Lorsque les astronomes ont pointé le télescope spatial Hubble vers le centre de la galaxie d'Andromède (M31), située à environ 2,5 millions d’années-lumière, ils ont fait une découverte inattendue : son noyau présente non pas un, mais deux pics de luminosité distincts. Ce phénomène, connu sous le nom de "noyau double", se manifeste par deux concentrations stellaires nommées P1 et P2, distantes d’environ 0,5 année-lumière. L’un (P2) coïncide avec la position du trou noir supermassif de M31, tandis que l’autre (P1) est plus lumineux mais excentré.
Ce dédoublement est unique parmi les grandes galaxies spirales proches et interroge sur la dynamique interne du bulbe central, la distribution des étoiles et le rôle du trou noir central. Comment une structure aussi apparemment instable peut-elle persister ?
Les modèles dynamiques suggèrent que ce noyau double pourrait résulter d’un disque d’étoiles en orbite excentrée autour du trou noir central.
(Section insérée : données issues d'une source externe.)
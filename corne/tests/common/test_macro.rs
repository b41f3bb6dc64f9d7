extern crate corne;

#[macro_export]
macro_rules! key_sequence_test {
    (keyboard: $keyboard:expr, sequence: [$([$row:expr, $col:expr, $pressed:expr, $delay:expr]),* $(,)?], expected_reports: [$([$modifier:expr, $keys:expr]),* $(,)?]) => {{
        let keyboard = $keyboard;
        let sequence = $crate::key_sequence![$([$row, $col, $pressed, $delay]),*];
        let expected_reports = $crate::key_report![$([$modifier, $keys]),*];
        $crate::common::run_key_sequence_test(keyboard, &sequence, &expected_reports);
    }};
}

// Keycode as a report byte
#[macro_export]
macro_rules! kc8 {
    ($key: ident) => {
        corne::keycode::KeyCode::$key as u8
    };
}

// Key sequence to simulate key presses, delays are in ms since the previous event
#[macro_export]
macro_rules! key_sequence {
    ($([$row:expr, $col:expr, $pressed:expr, $delay:expr]),* $(,)?) => {
        vec![
            $(
                $crate::common::TestKeyPress {
                    row: $row,
                    col: $col,
                    pressed: $pressed,
                    delay: $delay,
                },
            )*
        ]
    };
}

// Keyboard reports expected from the host's side
#[macro_export]
macro_rules! key_report {
    ($([$modifier:expr, $keys:expr]),* $(,)?) => {
        vec![
            $(
                corne::report::KeyboardReport {
                    modifier: $modifier,
                    keycodes: $keys,
                    leds: 0,
                    reserved: 0,
                },
            )*
        ]
    };
}
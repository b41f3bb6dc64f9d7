use core::ops::{BitAnd, BitAndAssign, BitOr, BitOrAssign, Not};

use bitfield_struct::bitfield;
use serde::{Deserialize, Serialize};

/// To represent all combinations of modifiers, at least 5 bits are needed.
/// 1 bit for Left/Right, 4 bits for modifier type. Represented in LSB format.
///
/// | bit4 | bit3 | bit2 | bit1 | bit0 |
/// | --- | --- | --- | --- | --- |
/// | L/R | GUI | ALT |SHIFT| CTRL|
#[bitfield(u8, order = Lsb, defmt = cfg(feature = "defmt"))]
#[derive(Serialize, Deserialize, Eq, PartialEq)]
pub struct ModifierCombination {
    #[bits(1)]
    pub ctrl: bool,
    #[bits(1)]
    pub shift: bool,
    #[bits(1)]
    pub alt: bool,
    #[bits(1)]
    pub gui: bool,
    #[bits(1)]
    pub right: bool,
    #[bits(3)]
    _reserved: u8,
}

impl BitOr for ModifierCombination {
    type Output = Self;

    fn bitor(self, rhs: Self) -> Self::Output {
        Self::from_bits(self.into_bits() | rhs.into_bits())
    }
}

pub const CTRL: ModifierCombination = ModifierCombination::new().with_ctrl(true);
pub const SHIFT: ModifierCombination = ModifierCombination::new().with_shift(true);
pub const ALT: ModifierCombination = ModifierCombination::new().with_alt(true);
pub const GUI: ModifierCombination = ModifierCombination::new().with_gui(true);
/// AltGr, the right alt key. Used by the `ALGR_T` mod-taps.
pub const RALT: ModifierCombination = ModifierCombination::new().with_alt(true).with_right(true);
pub const RCTRL: ModifierCombination = ModifierCombination::new().with_ctrl(true).with_right(true);

impl ModifierCombination {
    pub const fn new_from(right: bool, gui: bool, alt: bool, shift: bool, ctrl: bool) -> Self {
        ModifierCombination::new()
            .with_right(right)
            .with_gui(gui)
            .with_alt(alt)
            .with_shift(shift)
            .with_ctrl(ctrl)
    }

    /// Get modifier hid report bits from modifier combination
    pub fn to_hid_modifiers(self) -> HidModifiers {
        if !self.right() {
            HidModifiers::new()
                .with_left_ctrl(self.ctrl())
                .with_left_shift(self.shift())
                .with_left_alt(self.alt())
                .with_left_gui(self.gui())
        } else {
            HidModifiers::new()
                .with_right_ctrl(self.ctrl())
                .with_right_shift(self.shift())
                .with_right_alt(self.alt())
                .with_right_gui(self.gui())
        }
    }
}

/// The modifier byte of a HID keyboard report.
#[bitfield(u8, order = Lsb, defmt = cfg(feature = "defmt"))]
#[derive(Eq, PartialEq)]
pub struct HidModifiers {
    #[bits(1)]
    pub left_ctrl: bool,
    #[bits(1)]
    pub left_shift: bool,
    #[bits(1)]
    pub left_alt: bool,
    #[bits(1)]
    pub left_gui: bool,
    #[bits(1)]
    pub right_ctrl: bool,
    #[bits(1)]
    pub right_shift: bool,
    #[bits(1)]
    pub right_alt: bool,
    #[bits(1)]
    pub right_gui: bool,
}

impl BitOr for HidModifiers {
    type Output = Self;

    fn bitor(self, rhs: Self) -> Self::Output {
        Self::from_bits(self.into_bits() | rhs.into_bits())
    }
}

impl BitAnd for HidModifiers {
    type Output = Self;

    fn bitand(self, rhs: Self) -> Self::Output {
        Self::from_bits(self.into_bits() & rhs.into_bits())
    }
}

impl BitOrAssign for HidModifiers {
    fn bitor_assign(&mut self, rhs: Self) {
        *self = *self | rhs;
    }
}

impl BitAndAssign for HidModifiers {
    fn bitand_assign(&mut self, rhs: Self) {
        *self = *self & rhs;
    }
}

impl Not for HidModifiers {
    type Output = Self;

    fn not(self) -> Self::Output {
        Self::from_bits(!self.into_bits())
    }
}

impl HidModifiers {
    pub const fn is_empty(self) -> bool {
        self.into_bits() == 0
    }
}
Les étoiles de ce disque suivent des trajectoires elliptiques précessant lentement autour de P2. Cette configuration crée une surdensité apparente au niveau de P1, sans nécessiter la présence d’un second trou noir. Ce phénomène est un exemple de distribution stellaire déphasée en résonance gravitationnelle, stable dans le temps sous certaines conditions.
La masse du trou noir central de M31, estimée à environ \(1.4 \times 10^8\ M_\odot\), influence la dynamique gravitationnelle sur plusieurs années-lumière. L’effet de lentille gravitationnelle, la rotation différentielle et la dispersion de vitesses sont compatibles avec cette interprétation, renforcée par les simulations numériques à N corps.
Une autre hypothèse évoque une ancienne interaction ou fusion avec une galaxie satellite. Ce scénario aurait pu injecter un sous-système stellaire excentré ou modifier le disque central de M31. Certaines observations d’asymétries à grande échelle, comme les boucles de marée visibles autour de M31, vont dans ce sens. Cependant, aucune preuve directe d’un noyau stellaire secondaire n’a été détectée dans le domaine infrarouge.
La Voie lactée et Andromède (Messier 31) entreront en collision d’ici environ 4 milliards d’années. Comprendre la structure interne de M31 revient à anticiper le futur du cœur de notre propre galaxie. Si une configuration à noyau double peut émerger naturellement d’un disque stellaire perturbé, elle pourrait se reproduire dans le bulbe final de la galaxie fusionnée, parfois nommée Milkoméda.
a Le mystère du noyau double d’Andromède illustre ainsi l’extrême complexité des dynamiques galactiques internes, à l’interface de la mécanique céleste, de la dynamique des populations stellaires et de la relativité gravitationnelle.
La galaxie d’Andromède et notre Voie lactée dominent gravitationnellement le Groupe Local, un ensemble d’environ 80 galaxies lié par la gravitation et s’étendant sur plus de 10 millions d’années-lumière. Ce groupe comprend des galaxies naines comme M32, NGC 205, le Grand et le Petit Nuage de Magellan, mais ses deux principaux membres sont M31 et la Voie lactée, représentant ensemble plus de 90 % de la masse totale du groupe.
M31 est légèrement plus massive que la Voie lactée, avec une masse totale estimée à environ \(1.5 \times 10^{12}\ M_\odot\), contre \(1.0 \times 10^{12}\ M_\odot\) pour la Voie lactée. Sa taille apparente dans le ciel, bien qu’atténuée par sa distance, s’étend sur près de 3°, soit six fois le diamètre angulaire de la pleine Lune.
La dynamique du Groupe Local montre que M31 et la Voie lactée sont en trajectoire de collision, avec une vitesse de rapprochement d’environ \(110\ \mathrm{km/s}\). Cette future fusion entraînera la formation d’une nouvelle galaxie elliptique géante, prévue dans 4 milliards d’années.